以往研究发现,CacyBP/SIP在胃癌阿霉素耐药细胞中高表达并参与胃癌细胞多药耐药,其下调可以部分逆转耐药性[13,14]。进一步研究发现,CacyBP/SIP可抑制胃癌细胞的恶性表型,下调其表达能促进胃癌细胞的恶性表型,推测其通过促进癌细胞的凋亡和参与降解β-catenin影响靶分子的表达。但在肾细胞癌中发现,CacyBP/SIP表达上调能抑制肾细胞癌的增殖和肿瘤形成[15]。近年来又发现CacyBP/SIP参与乳腺癌、胰腺癌的发生、发展及复发转移,可能成为预后不良的生物学指标之一[16~19]。因此推断CacyBP/SIP与恶性肿瘤的发生、发展密切相关。本课题组前期采用淋巴细胞杂交瘤技术制备了三株CacyBP/SIP单克隆抗体,对正常及肿瘤组织中CacyBP/SIP表达分布状况做了较系统的研究[20,21],发现 CacyBP/SIP 在结肠癌组织中的表达明显高于癌旁组织,在正常结肠组织不表达,且主要定位于胞质及胞核;予KCl刺激后,通过升高胞质内Ca2+浓度,可诱导CacyBP/SIP核转位。

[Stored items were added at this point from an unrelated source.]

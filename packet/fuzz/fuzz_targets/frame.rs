#![no_main]

use arbitrary::Arbitrary;
use bytes::Bytes;
use galileo_packet::{frame::frame_len, Counted, Layout, Network, Packet, RangeCfg, Standard};
use libfuzzer_sys::fuzz_target;

#[derive(Arbitrary, Debug)]
enum Read {
    Bytes(u8),
    Bool,
    U16,
    U32,
    U64,
    String,
    WideString,
    Blob { max: u16 },
    Skip(u8),
}

#[derive(Arbitrary, Debug)]
struct FuzzInput<'a> {
    frame: &'a [u8],
    reads: Vec<Read>,
}

fn decode<L: Layout>(input: &FuzzInput) {
    // Arbitrary input never panics, and only well-sized frames decode
    let result = Packet::<L>::from_frame(Bytes::copy_from_slice(input.frame));
    let Ok(mut packet) = result else {
        return;
    };
    assert_eq!(frame_len::<L>(input.frame), Ok(input.frame.len()));
    assert_eq!(packet.as_bytes(), input.frame);

    for read in &input.reads {
        let cursor = packet.cursor();
        let result = match read {
            Read::Bytes(len) => packet.read_bytes(&mut vec![0u8; *len as usize]),
            Read::Bool => packet.read_bool().map(|_| ()),
            Read::U16 => packet.read_number::<u16>().map(|_| ()),
            Read::U32 => packet.read_number::<u32>().map(|_| ()),
            Read::U64 => packet.read_number::<u64>().map(|_| ()),
            Read::String => packet.read_string().map(|_| ()),
            Read::WideString => packet.read_wide_string().map(|_| ()),
            Read::Blob { max } => packet
                .read_blob_cfg(&RangeCfg::new(..=*max as usize))
                .map(|_| ()),
            Read::Skip(len) => packet.skip(*len as usize),
        };

        // Failed reads never move the cursor
        if result.is_err() {
            assert_eq!(packet.cursor(), cursor);
        }
        assert!(packet.cursor() <= packet.raw_size());
    }
}

fuzz_target!(|input: FuzzInput| {
    decode::<Standard>(&input);
    decode::<Network>(&input);
    decode::<Counted>(&input);
});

表皮生长因子是1962年美国Cohen博士在实验中偶然发现,是一类广泛存在于人类和动物体内的小分子多肽,不同种类动物的EGF氨基酸组成及结构有一定差异,不同来源的表皮生长因子均能促进表皮细胞的分裂与增殖[22],与肿瘤的发生、发展关系密切。其基因在第4号染色体上(q25-q27),约有 120 kb[23],等电点(PI)为 4.6,相对分子质量为6 045 Da,由53个氨基酸残基组成的单链多肽,含3个链内二硫键[24]。有报道新型表皮生长因子受体抑制剂不管是单用还是与放疗、化疗联合,均可提高患者生存率、延长缓解期[25]。

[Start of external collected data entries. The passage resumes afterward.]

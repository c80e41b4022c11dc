//! Fixed-width numeric fields.
//!
//! # Numbers vs size fields
//!
//! Any [`Number`] can be appended to or read from a packet. Its encoded width
//! is always `size_of::<T>()`: there is no variable-length encoding, so a
//! reader that knows the sequence of types can always locate the next field.
//!
//! A [`SizeField`] is an unsigned [`Number`] that can also carry a length.
//! The packet header, string and blob prefixes, and encoded booleans all use
//! the layout's size field.

/// A fixed-width value that can be converted to and from its native-order bytes.
pub trait Number: Copy + Sized {
    /// Encoded width in bytes.
    const SIZE: usize;

    /// Byte array holding exactly [`Self::SIZE`] bytes.
    type Bytes: AsRef<[u8]> + AsMut<[u8]> + Default;

    /// Returns the in-memory (native order) bytes of the value.
    fn to_ne_bytes(self) -> Self::Bytes;

    /// Builds a value from its in-memory (native order) bytes.
    fn from_ne_bytes(bytes: Self::Bytes) -> Self;
}

/// An unsigned [`Number`] used for the header and length prefixes.
pub trait SizeField: Number {
    /// Converts a length into the field type, if it fits.
    fn from_usize(value: usize) -> Option<Self>;

    /// Converts the field into a length, if it fits in `usize`.
    fn to_usize(self) -> Option<usize>;
}

macro_rules! impl_number {
    ($type:ty) => {
        impl Number for $type {
            const SIZE: usize = std::mem::size_of::<$type>();
            type Bytes = [u8; std::mem::size_of::<$type>()];

            #[inline]
            fn to_ne_bytes(self) -> Self::Bytes {
                <$type>::to_ne_bytes(self)
            }

            #[inline]
            fn from_ne_bytes(bytes: Self::Bytes) -> Self {
                <$type>::from_ne_bytes(bytes)
            }
        }
    };
}

impl_number!(u8);
impl_number!(u16);
impl_number!(u32);
impl_number!(u64);
impl_number!(u128);
impl_number!(i8);
impl_number!(i16);
impl_number!(i32);
impl_number!(i64);
impl_number!(i128);
impl_number!(f32);
impl_number!(f64);

macro_rules! impl_size_field {
    ($type:ty) => {
        impl SizeField for $type {
            #[inline]
            fn from_usize(value: usize) -> Option<Self> {
                <$type>::try_from(value).ok()
            }

            #[inline]
            fn to_usize(self) -> Option<usize> {
                usize::try_from(self).ok()
            }
        }
    };
}

impl_size_field!(u8);
impl_size_field!(u16);
impl_size_field!(u32);
impl_size_field!(u64);

#[cfg(test)]
mod tests {
    use super::*;
    use paste::paste;

    macro_rules! impl_num_test {
        ($type:ty) => {
            paste! {
                #[test]
                fn [<test_ $type>]() {
                    assert_eq!(<$type as Number>::SIZE, std::mem::size_of::<$type>());
                    let values: [$type; 5] =
                        [0 as $type, 1 as $type, 42 as $type, <$type>::MAX, <$type>::MIN];
                    for value in values {
                        let bytes = Number::to_ne_bytes(value);
                        assert_eq!(bytes.as_ref().len(), <$type as Number>::SIZE);
                        let decoded: $type = Number::from_ne_bytes(bytes);
                        assert_eq!(value.to_bits_or_self(), decoded.to_bits_or_self());
                    }
                }
            }
        };
    }

    // Compares floats bitwise so NaN payloads would still be caught.
    trait BitsOrSelf {
        type Out: PartialEq + std::fmt::Debug;
        fn to_bits_or_self(self) -> Self::Out;
    }

    macro_rules! impl_bits_self {
        ($($type:ty),*) => {
            $(impl BitsOrSelf for $type {
                type Out = $type;
                fn to_bits_or_self(self) -> $type {
                    self
                }
            })*
        };
    }
    impl_bits_self!(u8, u16, u32, u64, u128, i8, i16, i32, i64, i128);

    impl BitsOrSelf for f32 {
        type Out = u32;
        fn to_bits_or_self(self) -> u32 {
            self.to_bits()
        }
    }

    impl BitsOrSelf for f64 {
        type Out = u64;
        fn to_bits_or_self(self) -> u64 {
            self.to_bits()
        }
    }

    impl_num_test!(u8);
    impl_num_test!(u16);
    impl_num_test!(u32);
    impl_num_test!(u64);
    impl_num_test!(u128);
    impl_num_test!(i8);
    impl_num_test!(i16);
    impl_num_test!(i32);
    impl_num_test!(i64);
    impl_num_test!(i128);
    impl_num_test!(f32);
    impl_num_test!(f64);

    #[test]
    fn test_size_field_limits() {
        assert_eq!(u8::from_usize(255), Some(255u8));
        assert_eq!(u8::from_usize(256), None);
        assert_eq!(u16::from_usize(65_535), Some(u16::MAX));
        assert_eq!(u16::from_usize(65_536), None);
        assert_eq!(u32::from_usize(7), Some(7u32));
        assert_eq!(7u64.to_usize(), Some(7));
        assert_eq!(u32::MAX.to_usize(), usize::try_from(u32::MAX).ok());
    }
}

慢病毒载体是在HIV-1病毒基础上改造而成的病毒载体系统,其基因组是正链RNA,进入细胞后,在细胞质中被其自身携带的反转录酶反转为DNA,形成DNA整合前复合体,进入细胞核后DNA整合到细胞基因组中。整合后的DNA转录mRNA,回到细胞质中,表达目的蛋白。鉴于慢病毒载体具有转染效率高、可稳定长效表达、安全性高、可表达调控等优点,我们构建了CacyBP/SIP过表达慢病毒载体并将其转染至结肠癌SW480细胞。激光共聚焦法及Western blot法均发现表皮生长因子刺激前CacyBP/SIP均主要定位于细胞胞质,刺激后CacyBP/SIP可发生核转位现象,Western blot检测亦证实CacyBP/SIP在刺激前位于胞质,刺激后部分位于胞核。

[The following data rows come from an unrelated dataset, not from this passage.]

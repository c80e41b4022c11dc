//! Use a packet as a plain byte sink or source.
//!
//! A response body accumulator only ever appends raw bytes and clears between
//! requests, so it needs neither typed fields nor a particular byte order.
//! [`std::io::Write`] appends to the payload and [`std::io::Read`] drains the
//! unread bytes from the cursor.

use crate::{config::HttpBody, config::Layout, Error, Packet};
use std::io;

/// Accumulator for HTTP response bodies.
pub type Body = Packet<HttpBody>;

impl From<Error> for io::Error {
    fn from(err: Error) -> Self {
        let kind = match err {
            Error::AllocationFailure(_) => io::ErrorKind::OutOfMemory,
            Error::TruncatedRead { .. } => io::ErrorKind::UnexpectedEof,
            _ => io::ErrorKind::InvalidData,
        };
        io::Error::new(kind, err)
    }
}

impl<L: Layout> io::Write for Packet<L> {
    fn write(&mut self, buf: &[u8]) -> io::Result<usize> {
        self.append_bytes(buf)?;
        Ok(buf.len())
    }

    fn flush(&mut self) -> io::Result<()> {
        Ok(())
    }
}

impl<L: Layout> io::Read for Packet<L> {
    fn read(&mut self, buf: &mut [u8]) -> io::Result<usize> {
        let len = buf.len().min(self.remaining());
        self.read_bytes(&mut buf[..len])?;
        Ok(len)
    }
}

蛋白在细胞中的定位常与其功能密切相关,很多蛋白分子从无活性形式变为活性形式时会发生分子定位的变化,进入到特定的亚细胞结构中发挥其功能,其核转位现象提示其可能作为信号分子传递信息,从而参与细胞功能的调节。我们前期已发现CacyBP/SIP在结肠癌组织中高表达,免疫组化结果提示CacyBP/SIP位于胞质及胞核,表皮生长因子可诱导CacyBP/SIP核转位,关于CacyBP/SIP是否作为信使传递上游促进恶性肿瘤增殖的信号,尚需进一步研究。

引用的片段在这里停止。